Indocyanine green angiography and pathophysiology of multifocal posterior pigment epitheliopathy.
1999
Purpose: To clarify the pathophysiology of multifocal posterior pigment epitheliopathy (MPPE), or bullous retinal detachment (RD)—an unusual manifestation of central serous chorioretinopathy (CSC)—we evaluated indocyanine green (ICG) angiographic findings of patients with MPPE. Methods: Indocyanine green angiography was performed on 45 eyes of 26 patients with MPPE in our clinic during a 4-year period and compared with clinical and fluorescein angiographic (FA) findings. Results: Ophthalmoscopically, in the posterior pole there were multiple yellowishwhite retinal exudations, associated with flat, serous RD and bullous RD in the lower periphery. Fluorescein angiography demonstrated multiple massive leakages from the choroid into the subretinal space. These leakage sites corresponded to the retinal exudations. Indocyanine green angiography showed hyperfluorescence in the posterior pole of the choroid. The hyperfluorescence was first seen in the middle phase and became prominent in the late phase. This finding seems to be due to extravasation from the choriocapillaris. After laser photocoagulation of the leakage sites seen on FA, the leakages stopped and the retinal exudations and RD were resolved. Indocyanine green angiography, however, revealed hyperfluorescence in the posterior pole that was seen in active stage. Discussion and Conclusion: These ICG angiographic findings for MPPE show that hyperpermeability of the choroidal vessels may be the primary causative lesion.
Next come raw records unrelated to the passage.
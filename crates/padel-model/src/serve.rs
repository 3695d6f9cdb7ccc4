//! Serve rotation among the four players.
//!
//! Two rules share the same `A -> C -> B -> D` player cycle:
//!
//! - **Regular games**: serve passes to the next player after every completed
//!   game. The match holds the current server directly and advances it with
//!   [`Player::next_server`].
//! - **Tiebreaks**: the opening server serves a single point, then every
//!   following turn lasts two points. [`TiebreakServe`] tracks progress
//!   through the current turn.
//!
//! At the start of every set the serving team is fixed by set parity: even
//! set indices open with team one (player A), odd ones with team two
//! (player C). See [`opening_server`].

use crate::team::{Player, Team};

/// Points served in the opening turn of a tiebreak.
pub const TIEBREAK_OPENING_SERVES: u8 = 1;

/// Points served in every later tiebreak turn.
pub const TIEBREAK_TURN_SERVES: u8 = 2;

/// The team that opens serve in the set at `set_index`.
pub fn opening_team(set_index: usize) -> Team {
    if set_index % 2 == 0 {
        Team::One
    } else {
        Team::Two
    }
}

/// The player who opens serve in the set at `set_index`.
pub fn opening_server(set_index: usize) -> Player {
    opening_team(set_index).lead_server()
}

// ---------------------------------------------------------------------------
// TiebreakServe
// ---------------------------------------------------------------------------

/// Serve tracking inside a tiebreak.
///
/// `serve_count` counts points served in the current turn and resets to 0
/// whenever serve passes on. The turn is over once it reaches the number of
/// serves owed: 1 for the opening turn, 2 afterwards.
#[derive(Debug, Clone, Copy, PartialEq, Eq)]
pub struct TiebreakServe {
    server: Player,
    serve_count: u8,
    total_points: u32,
}

impl TiebreakServe {
    /// Start tracking with `first` serving the opening point.
    pub fn new(first: Player) -> Self {
        Self {
            server: first,
            serve_count: 0,
            total_points: 0,
        }
    }

    /// Rebuild from stored parts.
    pub fn from_parts(server: Player, serve_count: u8, total_points: u32) -> Self {
        Self {
            server,
            serve_count,
            total_points,
        }
    }

    /// The player serving the next point.
    pub fn server(&self) -> Player {
        self.server
    }

    /// The team serving the next point.
    pub fn serving_team(&self) -> Team {
        self.server.team()
    }

    /// Points served so far in the current turn.
    pub fn serve_count(&self) -> u8 {
        self.serve_count
    }

    /// Points played in the tiebreak so far.
    pub fn total_points(&self) -> u32 {
        self.total_points
    }

    /// Points the current turn lasts.
    pub fn serves_owed(&self) -> u8 {
        // The opening turn is the only one that began before any point.
        if self.total_points == u32::from(self.serve_count) {
            TIEBREAK_OPENING_SERVES
        } else {
            TIEBREAK_TURN_SERVES
        }
    }

    /// Record one played point and pass serve on if the turn is finished.
    pub fn record_point(&mut self) {
        self.total_points += 1;
        self.serve_count += 1;
        if self.serve_count >= self.serves_owed() {
            self.rotate();
        }
    }

    /// Pass serve to the next player and start a fresh turn.
    pub fn rotate(&mut self) {
        self.server = self.server.next_server();
        self.serve_count = 0;
    }
}

// ---------------------------------------------------------------------------
// Tests
// ---------------------------------------------------------------------------

#[cfg(test)]
mod tests {
    use super::*;

    #[test]
    fn set_parity_picks_opening_server() {
        assert_eq!(opening_server(0), Player::A);
        assert_eq!(opening_server(1), Player::C);
        assert_eq!(opening_server(2), Player::A);
        assert_eq!(opening_team(3), Team::Two);
    }

    #[test]
    fn tiebreak_serves_one_then_two_per_turn() {
        let mut serve = TiebreakServe::new(Player::A);
        let mut servers = Vec::new();
        for _ in 0..9 {
            servers.push(serve.server());
            serve.record_point();
        }
        assert_eq!(
            servers,
            vec![
                Player::A,
                Player::C,
                Player::C,
                Player::B,
                Player::B,
                Player::D,
                Player::D,
                Player::A,
                Player::A,
            ]
        );
        assert_eq!(serve.total_points(), 9);
    }

    #[test]
    fn serve_count_resets_on_rotation() {
        let mut serve = TiebreakServe::new(Player::A);
        assert_eq!(serve.serves_owed(), 1);
        serve.record_point();
        assert_eq!(serve.server(), Player::C);
        assert_eq!(serve.serve_count(), 0);
        assert_eq!(serve.serves_owed(), 2);

        serve.record_point();
        assert_eq!(serve.server(), Player::C);
        assert_eq!(serve.serve_count(), 1);

        serve.record_point();
        assert_eq!(serve.server(), Player::B);
        assert_eq!(serve.serve_count(), 0);
    }

    #[test]
    fn serving_team_follows_player() {
        let mut serve = TiebreakServe::new(Player::A);
        assert_eq!(serve.serving_team(), Team::One);
        serve.record_point();
        assert_eq!(serve.serving_team(), Team::Two);
    }

    #[test]
    fn manual_rotation_starts_a_two_point_turn_mid_tiebreak() {
        let mut serve = TiebreakServe::from_parts(Player::C, 1, 2);
        serve.rotate();
        assert_eq!(serve.server(), Player::B);
        assert_eq!(serve.serve_count(), 0);
        assert_eq!(serve.serves_owed(), 2);
    }
}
This is followed by an intrastromal accumulation of the extravasated choroidal fluid, which may be subclinical. Involvement of the retinal pigment epithelium may be secondary, and then the disease becomes manifest with RD. In MPPE, a severe form of CSC, the retinal pigment epithelium is involved extensively and widely, and prognosis is unfavorable. We conclude that MPPE and CSC represent opposite ends of a common morbid spectrum.